Given the qualitative nature of the variables expressed in the ordinal scale (5-point Likert scale), it is appropriate to use multiple correspondence analysis [36]. For this study, we used multidimensional analysis, which explains the majority of TI variance and provides the best interpretation of the phenomenon. This methodology allows us to reduce the dimensions of the TI to characterize and classify the sample companies in terms of the dimensions.

DATA ANALYSIS AND RESULTS

Data analysis

The gathered data represent general information about the companies, information contained in the notes of the company financial statements, information about external auditors and information about the directors (Board of Directors).

Based on descriptive analysis of the sample, we find that the items with the lowest scores on a scale of 1 to 5 are those that relate to the following factors: the disclosure of information on non-auditor professional fees, intracompany and intercompany industry regulations, interim reviews of the accounting system, principal financial and non-financial features, the assignment of independent professional consultants, the company secretarial system and the involvement and relationships with external auditors (see Table 1).

Table 1. Variables used in developing the index and their main values.
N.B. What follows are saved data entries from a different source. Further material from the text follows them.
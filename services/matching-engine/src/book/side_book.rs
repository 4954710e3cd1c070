//! One side of the order book
//!
//! A side book keeps its price levels in a `BTreeMap` for deterministic,
//! price-ordered iteration, plus an id-to-price index so a cancel or amend
//! reaches its level without walking the book. The buy side treats the
//! highest price as best, the sell side the lowest.

use std::collections::{BTreeMap, HashMap};

use types::errors::EngineError;
use types::ids::OrderId;
use types::numeric::{Price, Quantity};
use types::order::{Order, Side};

use super::price_level::{LevelFill, PriceLevel};
use crate::matching::crossing;
use crate::matching::plan::{MatchCandidate, MatchPlan};

/// Price-ordered levels for one side plus the cancel index.
///
/// Index invariant: every entry of `locations` names a level that exists
/// and contains the order, and the order's price equals the stored key.
#[derive(Debug, Clone)]
pub struct SideBook {
    side: Side,
    levels: BTreeMap<Price, PriceLevel>,
    locations: HashMap<OrderId, Price>,
}

/// Outcome of an in-place quantity amendment.
#[derive(Debug, Clone)]
pub enum AmendResult {
    /// Quantity changed in place, priority kept
    Amended { order: Order, previous: Quantity },
    /// Amendment to zero removed the order
    Removed { order: Order },
}

impl SideBook {
    pub fn new(side: Side) -> Self {
        Self {
            side,
            levels: BTreeMap::new(),
            locations: HashMap::new(),
        }
    }

    pub fn side(&self) -> Side {
        self.side
    }

    pub fn is_empty(&self) -> bool {
        self.levels.is_empty()
    }

    pub fn order_count(&self) -> usize {
        self.locations.len()
    }

    pub fn level_count(&self) -> usize {
        self.levels.len()
    }

    pub fn contains(&self, order_id: &OrderId) -> bool {
        self.locations.contains_key(order_id)
    }

    /// Look up a resting order.
    pub fn get(&self, order_id: &OrderId) -> Option<&Order> {
        let price = self.locations.get(order_id)?;
        self.levels
            .get(price)
            .and_then(|level| level.orders().find(|o| &o.id == order_id))
    }

    /// Insert an order at its limit price, creating the level if absent.
    pub fn add(&mut self, order: Order) -> Result<(), EngineError> {
        if self.locations.contains_key(&order.id) {
            return Err(EngineError::DuplicateOrder(order.id));
        }

        self.locations.insert(order.id, order.price);
        self.levels
            .entry(order.price)
            .or_insert_with(|| PriceLevel::new(order.price))
            .add(order);
        Ok(())
    }

    /// Remove an order, erasing its level if that leaves it empty.
    pub fn remove(&mut self, order_id: &OrderId) -> Option<Order> {
        let price = self.locations.remove(order_id)?;

        let Some(level) = self.levels.get_mut(&price) else {
            report_integrity(order_id, price, "indexed level is missing");
            return None;
        };
        let Some(order) = level.remove(order_id) else {
            report_integrity(order_id, price, "indexed order not in its level");
            return None;
        };

        if level.is_empty() {
            self.levels.remove(&price);
        }
        Some(order)
    }

    /// Change an order's open quantity in place. Zero is a removal.
    pub fn amend_quantity(&mut self, order_id: &OrderId, new_qty: Quantity) -> Option<AmendResult> {
        if new_qty.is_zero() {
            return self
                .remove(order_id)
                .map(|order| AmendResult::Removed { order });
        }

        let price = *self.locations.get(order_id)?;
        let Some(level) = self.levels.get_mut(&price) else {
            report_integrity(order_id, price, "indexed level is missing");
            return None;
        };
        let previous = level.update_quantity(order_id, new_qty)?;
        let order = level.orders().find(|o| &o.id == order_id)?.clone();
        Some(AmendResult::Amended { order, previous })
    }

    /// Best price: highest bid or lowest ask.
    pub fn best_price(&self) -> Option<Price> {
        match self.side {
            Side::Buy => self.levels.keys().next_back().copied(),
            Side::Sell => self.levels.keys().next().copied(),
        }
    }

    /// Level at the best price.
    pub fn best_level(&self) -> Option<&PriceLevel> {
        match self.side {
            Side::Buy => self.levels.values().next_back(),
            Side::Sell => self.levels.values().next(),
        }
    }

    /// Levels from best to worst.
    pub fn levels_best_first(&self) -> Box<dyn Iterator<Item = &PriceLevel> + '_> {
        match self.side {
            Side::Buy => Box::new(self.levels.values().rev()),
            Side::Sell => Box::new(self.levels.values()),
        }
    }

    /// Plan candidate fills against this side without mutating anything.
    ///
    /// Walks levels best-first and orders FIFO within each level, capping
    /// each candidate at the quantity still wanted. `limit` of `None` means
    /// no price constraint (a market order). The caller commits fills
    /// separately, after any feasibility checks.
    pub fn match_quantity(&self, limit: Option<Price>, max_quantity: Quantity) -> MatchPlan {
        let mut candidates = Vec::new();
        let mut remaining = max_quantity;

        for level in self.levels_best_first() {
            if remaining.is_zero() {
                break;
            }
            // prices only get worse from here, so the walk can stop
            if !crossing::level_eligible(self.side, level.price(), limit) {
                break;
            }

            for order in level.orders() {
                if remaining.is_zero() {
                    break;
                }
                let quantity = order.open_quantity.min(remaining);
                candidates.push(MatchCandidate {
                    order_id: order.id,
                    price: level.price(),
                    available: order.open_quantity,
                    quantity,
                });
                remaining -= quantity;
            }
        }

        MatchPlan::new(candidates)
    }

    /// Consume up to `quantity` from the level at `price` in FIFO order.
    pub fn fill_at(&mut self, price: Price, quantity: Quantity) -> Vec<LevelFill> {
        let Some(level) = self.levels.get_mut(&price) else {
            return Vec::new();
        };

        let (_, fills) = level.fill(quantity);
        for fill in &fills {
            if fill.completed {
                self.locations.remove(&fill.order.id);
            }
        }
        if level.is_empty() {
            self.levels.remove(&price);
        }
        fills
    }

    /// Charge one specific resting order.
    pub fn fill_order(&mut self, order_id: &OrderId, quantity: Quantity) -> Option<LevelFill> {
        let price = *self.locations.get(order_id)?;
        let level = self.levels.get_mut(&price)?;

        let fill = level.fill_order(order_id, quantity)?;
        if fill.completed {
            self.locations.remove(order_id);
        }
        if level.is_empty() {
            self.levels.remove(&price);
        }
        Some(fill)
    }

    /// Remove every order matching the predicate, returning them.
    pub fn remove_where(&mut self, predicate: impl Fn(&Order) -> bool) -> Vec<Order> {
        let ids: Vec<OrderId> = self
            .levels
            .values()
            .flat_map(|level| level.orders())
            .filter(|order| predicate(order))
            .map(|order| order.id)
            .collect();

        ids.iter().filter_map(|id| self.remove(id)).collect()
    }

    /// Recompute every aggregate and index relation from scratch.
    ///
    /// Meant for debug assertions and tests; the hot path maintains these
    /// incrementally.
    pub fn check_integrity(&self) -> Result<(), EngineError> {
        let mut indexed = 0usize;

        for (price, level) in &self.levels {
            if level.is_empty() {
                return Err(EngineError::IntegrityViolation(format!(
                    "empty level persisted at {price}"
                )));
            }
            if level.price() != *price {
                return Err(EngineError::IntegrityViolation(format!(
                    "level keyed at {price} reports price {}",
                    level.price()
                )));
            }

            let total: Quantity = level.orders().map(|o| o.open_quantity).sum();
            if total != level.total_quantity() {
                return Err(EngineError::IntegrityViolation(format!(
                    "level {price} caches {} but holds {total}",
                    level.total_quantity()
                )));
            }

            for order in level.orders() {
                indexed += 1;
                if order.price != *price {
                    return Err(EngineError::IntegrityViolation(format!(
                        "order {} at level {price} carries price {}",
                        order.id, order.price
                    )));
                }
                if self.locations.get(&order.id) != Some(price) {
                    return Err(EngineError::IntegrityViolation(format!(
                        "order {} not indexed at its level {price}",
                        order.id
                    )));
                }
                if order.open_quantity.is_zero() {
                    return Err(EngineError::IntegrityViolation(format!(
                        "order {} rests with zero open quantity",
                        order.id
                    )));
                }
            }
        }

        if indexed != self.locations.len() {
            return Err(EngineError::IntegrityViolation(format!(
                "{} orders in levels but {} indexed",
                indexed,
                self.locations.len()
            )));
        }
        Ok(())
    }

}

fn report_integrity(order_id: &OrderId, price: Price, detail: &str) {
    tracing::warn!(%order_id, %price, detail, "side book integrity violation");
    debug_assert!(false, "side book integrity violation: {detail}");
}
//! Fixed-point numeric types for prices and quantities
//!
//! Prices are integer ticks in the smallest currency unit (one cent when
//! $1.00 = 100 ticks). Integer arithmetic keeps matching deterministic
//! across platforms; no floating point touches the hot path.

use serde::{Deserialize, Serialize};
use std::fmt;
use std::iter::Sum;
use std::ops::{Add, AddAssign, Sub, SubAssign};

/// Price in ticks of the smallest currency unit.
///
/// Two tick values are reserved: `MARKET` marks an order with no limit
/// price, and `UNCHANGED` marks a replace request that leaves the price
/// alone. Every real limit price is strictly positive.
#[derive(
    Debug, Clone, Copy, PartialEq, Eq, PartialOrd, Ord, Hash, Default, Serialize, Deserialize,
)]
#[serde(transparent)]
pub struct Price(i64);

impl Price {
    /// Sentinel for market orders (no limit price).
    pub const MARKET: Price = Price(0);
    /// Sentinel for "keep the current price" in replace requests.
    pub const UNCHANGED: Price = Price(-1);

    /// Create a price from a raw tick count.
    pub const fn from_ticks(ticks: i64) -> Self {
        Self(ticks)
    }

    /// Raw tick count.
    pub const fn ticks(self) -> i64 {
        self.0
    }

    /// True for the market-order sentinel.
    pub const fn is_market(self) -> bool {
        self.0 == Self::MARKET.0
    }

    /// True for the replace-request sentinel.
    pub const fn is_unchanged(self) -> bool {
        self.0 == Self::UNCHANGED.0
    }

    /// True for a usable limit price (strictly positive, no sentinel).
    pub const fn is_limit(self) -> bool {
        self.0 > 0
    }
}

impl Sub for Price {
    type Output = Price;

    fn sub(self, rhs: Self) -> Self::Output {
        Price(self.0 - rhs.0)
    }
}

impl Add for Price {
    type Output = Price;

    fn add(self, rhs: Self) -> Self::Output {
        Price(self.0 + rhs.0)
    }
}

impl fmt::Display for Price {
    fn fmt(&self, f: &mut fmt::Formatter<'_>) -> fmt::Result {
        write!(f, "{}", self.0)
    }
}

/// Order quantity in whole units.
///
/// `UNCHANGED` is reserved for replace requests that leave the size alone.
/// A resting order's open quantity is strictly positive; it leaves the book
/// the moment it reaches zero.
#[derive(
    Debug, Clone, Copy, PartialEq, Eq, PartialOrd, Ord, Hash, Default, Serialize, Deserialize,
)]
#[serde(transparent)]
pub struct Quantity(u64);

impl Quantity {
    pub const ZERO: Quantity = Quantity(0);
    /// Sentinel for "keep the current size" in replace requests.
    pub const UNCHANGED: Quantity = Quantity(u64::MAX);

    pub const fn new(value: u64) -> Self {
        Self(value)
    }

    pub const fn value(self) -> u64 {
        self.0
    }

    pub const fn is_zero(self) -> bool {
        self.0 == 0
    }

    pub const fn is_unchanged(self) -> bool {
        self.0 == Self::UNCHANGED.0
    }

    pub const fn min(self, other: Self) -> Self {
        if self.0 <= other.0 {
            self
        } else {
            other
        }
    }

    pub const fn saturating_sub(self, other: Self) -> Self {
        Self(self.0.saturating_sub(other.0))
    }
}

impl Add for Quantity {
    type Output = Quantity;

    fn add(self, rhs: Self) -> Self::Output {
        Quantity(self.0 + rhs.0)
    }
}

impl AddAssign for Quantity {
    fn add_assign(&mut self, rhs: Self) {
        self.0 += rhs.0;
    }
}

impl Sub for Quantity {
    type Output = Quantity;

    fn sub(self, rhs: Self) -> Self::Output {
        assert!(
            self.0 >= rhs.0,
            "quantity subtraction would go negative: {} - {}",
            self.0,
            rhs.0
        );
        Quantity(self.0 - rhs.0)
    }
}

impl SubAssign for Quantity {
    fn sub_assign(&mut self, rhs: Self) {
        *self = *self - rhs;
    }
}

impl Sum for Quantity {
    fn sum<I: Iterator<Item = Quantity>>(iter: I) -> Self {
        iter.fold(Quantity::ZERO, Add::add)
    }
}

impl fmt::Display for Quantity {
    fn fmt(&self, f: &mut fmt::Formatter<'_>) -> fmt::Result {
        write!(f, "{}", self.0)
    }
}

#[cfg(test)]
mod tests {
    use super::*;

    #[test]
    fn test_price_sentinels() {
        assert!(Price::MARKET.is_market());
        assert!(Price::UNCHANGED.is_unchanged());
        assert!(!Price::MARKET.is_limit());
        assert!(!Price::UNCHANGED.is_limit());
        assert!(Price::from_ticks(15000).is_limit());
    }

    #[test]
    fn test_price_ordering() {
        let low = Price::from_ticks(14900);
        let high = Price::from_ticks(15000);
        assert!(low < high);
        assert_eq!((high - low).ticks(), 100);
    }

    #[test]
    fn test_price_serialization() {
        let price = Price::from_ticks(15000);
        let json = serde_json::to_string(&price).unwrap();
        assert_eq!(json, "15000");

        let back: Price = serde_json::from_str(&json).unwrap();
        assert_eq!(back, price);
    }

    #[test]
    fn test_quantity_arithmetic() {
        let mut qty = Quantity::new(100);
        qty -= Quantity::new(40);
        assert_eq!(qty, Quantity::new(60));
        qty += Quantity::new(10);
        assert_eq!(qty.value(), 70);
    }

    #[test]
    #[should_panic(expected = "quantity subtraction would go negative")]
    fn test_quantity_underflow_panics() {
        let _ = Quantity::new(10) - Quantity::new(20);
    }

    #[test]
    fn test_quantity_min_and_sum() {
        assert_eq!(Quantity::new(30).min(Quantity::new(50)), Quantity::new(30));

        let total: Quantity = [10u64, 20, 30].iter().map(|&v| Quantity::new(v)).sum();
        assert_eq!(total, Quantity::new(60));
    }

    #[test]
    fn test_quantity_sentinel() {
        assert!(Quantity::UNCHANGED.is_unchanged());
        assert!(!Quantity::new(5).is_unchanged());
        assert!(Quantity::ZERO.is_zero());
    }
}
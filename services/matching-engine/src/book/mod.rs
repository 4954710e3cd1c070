//! Order book containers
//!
//! Price levels, the two limit-order sides, and the stop-order books.

pub mod price_level;
pub mod side_book;
pub mod stop_book;

pub use price_level::{LevelFill, PriceLevel};
pub use side_book::{AmendResult, SideBook};
pub use stop_book::StopBook;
The highest-scoring items include those representing the concentration of ownership, the fines and penalties, the directors' remuneration and the assessment of the company's position. This can be observed by looking at the median values of the variables in Table 1.

Results

The aim of this study was to find links between the 17 components and to identify the positions of the sample companies. According to relationships identified between the components and the analyzed literature, and based on the discrimination measures of the components, we have decided to use three dimensions. Table 2 shows the eigenvalues for each of the dimensions selected for analysis, presenting for each of them the variance measurement explained by each dimension. The magnitude of this variance determines the degree of importance of this dimension in the global solution.

Table 2. Dimension components and eigenvalues of the TI.

In Table 2, we observe that the three dimensions have nearly the same importance. Similar amounts of variance are explained by each of them2.

Based on our analysis methodology, we have generated a graph that facilitates the interpretation of the results obtained for each dimension (Figure 1).


Figure 1. Discrimination measures.

In the graph of the discrimination measures (see Figure 1), we can observe that the variables d, b, h, l and a are components of the TI, all grouped in one dimension (dimension 1). Components m, n and k are associated with another dimension (dimension 2). A new group of variables associated with a third dimension (dimension 3) includes variables q and g, although the variables m and n also show a strong association with this dimension. Of the remaining variables, c, e, f, i, j p and o have similar discrimination measures, which makes it difficult to assign them to any dimension (Table 3).

Table 3. Discrimination measures of the TI components.

Dimension 1 has a scope related to the following factors: disclosure of accounting policies and criteria in the notes of the financial statements, the availability of financial information sources, the main aspects of external audit and fines and fees paid to or by the company. Dimension 2 is mainly related to the disclosure of financial information by segments. Dimension 3 includes the effect of disclosure of the Board of Directors' assessment on the position of the company and forecasts.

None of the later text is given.